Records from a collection
== Segment start ==

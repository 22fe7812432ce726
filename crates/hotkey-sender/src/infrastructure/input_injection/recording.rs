//! Recording input injector.
//!
//! # Why a recording injector?
//!
//! The native injector pushes events into the real input stream of whatever
//! desktop the process runs on.  That is useless in CI and unwanted in a dry
//! run.  `RecordingInjector` replaces both OS calls:
//!
//! - scan codes come from the US set-1 reference table in
//!   [`hotkey_core::keymap::scan_set1`];
//! - submissions are appended to a `Mutex<Vec<...>>` so callers can inspect
//!   exactly what would have been sent, and in what order.
//!
//! # Simulating rejection
//!
//! [`Acceptance`] controls how many submissions the "OS" accepts, which lets
//! tests drive the engine's failure path without a locked workstation.

use std::sync::atomic::{AtomicUsize, Ordering};
use std::sync::{Mutex, PoisonError};

use hotkey_core::keymap::scan_set1;
use hotkey_core::{InputEvent, PhysicalKey, ScanCode};

use crate::application::inject_keys::InputInjector;

/// How the recording injector answers submissions.
#[derive(Debug, Clone, Copy, PartialEq, Eq, Default)]
pub enum Acceptance {
    #[default]
    AcceptAll,
    RejectAll,
    /// Accept the first `n` submissions, reject the rest.
    AcceptFirst(usize),
}

/// One submitted event and whether it was accepted.
#[derive(Debug, Clone, Copy, PartialEq, Eq)]
pub struct Submission {
    pub event: InputEvent,
    pub accepted: bool,
}

#[derive(Debug, Default)]
pub struct RecordingInjector {
    acceptance: Acceptance,
    /// Keys the simulated layout has no scan code for.
    unmapped: Vec<PhysicalKey>,
    submissions: Mutex<Vec<Submission>>,
    lookups: AtomicUsize,
}

impl RecordingInjector {
    /// Accepts everything and maps every key.
    pub fn new() -> Self {
        Self::default()
    }

    pub fn with_acceptance(acceptance: Acceptance) -> Self {
        Self {
            acceptance,
            ..Self::default()
        }
    }

    /// Makes the simulated layout report no scan code for `key`.
    pub fn without_scan_code(mut self, key: PhysicalKey) -> Self {
        self.unmapped.push(key);
        self
    }

    /// Every submission so far, accepted or not.
    pub fn submissions(&self) -> Vec<Submission> {
        self.lock().clone()
    }

    /// Every submitted event, in order.
    pub fn events(&self) -> Vec<InputEvent> {
        self.lock().iter().map(|s| s.event).collect()
    }

    /// Only the events the simulated OS accepted.
    pub fn accepted_events(&self) -> Vec<InputEvent> {
        self.lock().iter().filter(|s| s.accepted).map(|s| s.event).collect()
    }

    /// How many times a scan code was requested.
    pub fn scan_code_lookups(&self) -> usize {
        self.lookups.load(Ordering::Relaxed)
    }

    pub fn clear(&self) {
        self.lock().clear();
    }

    fn lock(&self) -> std::sync::MutexGuard<'_, Vec<Submission>> {
        // A panic in another test thread must not hide what was recorded.
        self.submissions.lock().unwrap_or_else(PoisonError::into_inner)
    }
}

impl InputInjector for RecordingInjector {
    fn scan_code(&self, key: PhysicalKey) -> Option<ScanCode> {
        self.lookups.fetch_add(1, Ordering::Relaxed);
        if self.unmapped.contains(&key) {
            return None;
        }
        Some(scan_set1::scan_code(key))
    }

    fn submit(&self, event: &InputEvent) -> u32 {
        let mut submissions = self.lock();
        let accepted = match self.acceptance {
            Acceptance::AcceptAll => true,
            Acceptance::RejectAll => false,
            Acceptance::AcceptFirst(n) => submissions.len() < n,
        };
        submissions.push(Submission {
            event: *event,
            accepted,
        });
        u32::from(accepted)
    }
}

// ── Tests ─────────────────────────────────────────────────────────────────────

== Segment end ==

Directions - Quote exactly the stretch of lines above that starts at the first one and ends at the line with "pub fn without_scan_code(mut", and nothing beyond it.

Solution for this exercise -
repository 22fe7812432ce726
filename crates/hotkey-sender/src/infrastructure/input_injection/recording.rs
//! Recording input injector.
//!
//! # Why a recording injector?
//!
//! The native injector pushes events into the real input stream of whatever
//! desktop the process runs on.  That is useless in CI and unwanted in a dry
//! run.  `RecordingInjector` replaces both OS calls:
//!
//! - scan codes come from the US set-1 reference table in
//!   [`hotkey_core::keymap::scan_set1`];
//! - submissions are appended to a `Mutex<Vec<...>>` so callers can inspect
//!   exactly what would have been sent, and in what order.
//!
//! # Simulating rejection
//!
//! [`Acceptance`] controls how many submissions the "OS" accepts, which lets
//! tests drive the engine's failure path without a locked workstation.

use std::sync::atomic::{AtomicUsize, Ordering};
use std::sync::{Mutex, PoisonError};

use hotkey_core::keymap::scan_set1;
use hotkey_core::{InputEvent, PhysicalKey, ScanCode};

use crate::application::inject_keys::InputInjector;

/// How the recording injector answers submissions.
#[derive(Debug, Clone, Copy, PartialEq, Eq, Default)]
pub enum Acceptance {
    #[default]
    AcceptAll,
    RejectAll,
    /// Accept the first `n` submissions, reject the rest.
    AcceptFirst(usize),
}

/// One submitted event and whether it was accepted.
#[derive(Debug, Clone, Copy, PartialEq, Eq)]
pub struct Submission {
    pub event: InputEvent,
    pub accepted: bool,
}

#[derive(Debug, Default)]
pub struct RecordingInjector {
    acceptance: Acceptance,
    /// Keys the simulated layout has no scan code for.
    unmapped: Vec<PhysicalKey>,
    submissions: Mutex<Vec<Submission>>,
    lookups: AtomicUsize,
}

impl RecordingInjector {
    /// Accepts everything and maps every key.
    pub fn new() -> Self {
        Self::default()
    }

    pub fn with_acceptance(acceptance: Acceptance) -> Self {
        Self {
            acceptance,
            ..Self::default()
        }
    }

    /// Makes the simulated layout report no scan code for `key`.
    pub fn without_scan_code(mut self, key: PhysicalKey) -> Self {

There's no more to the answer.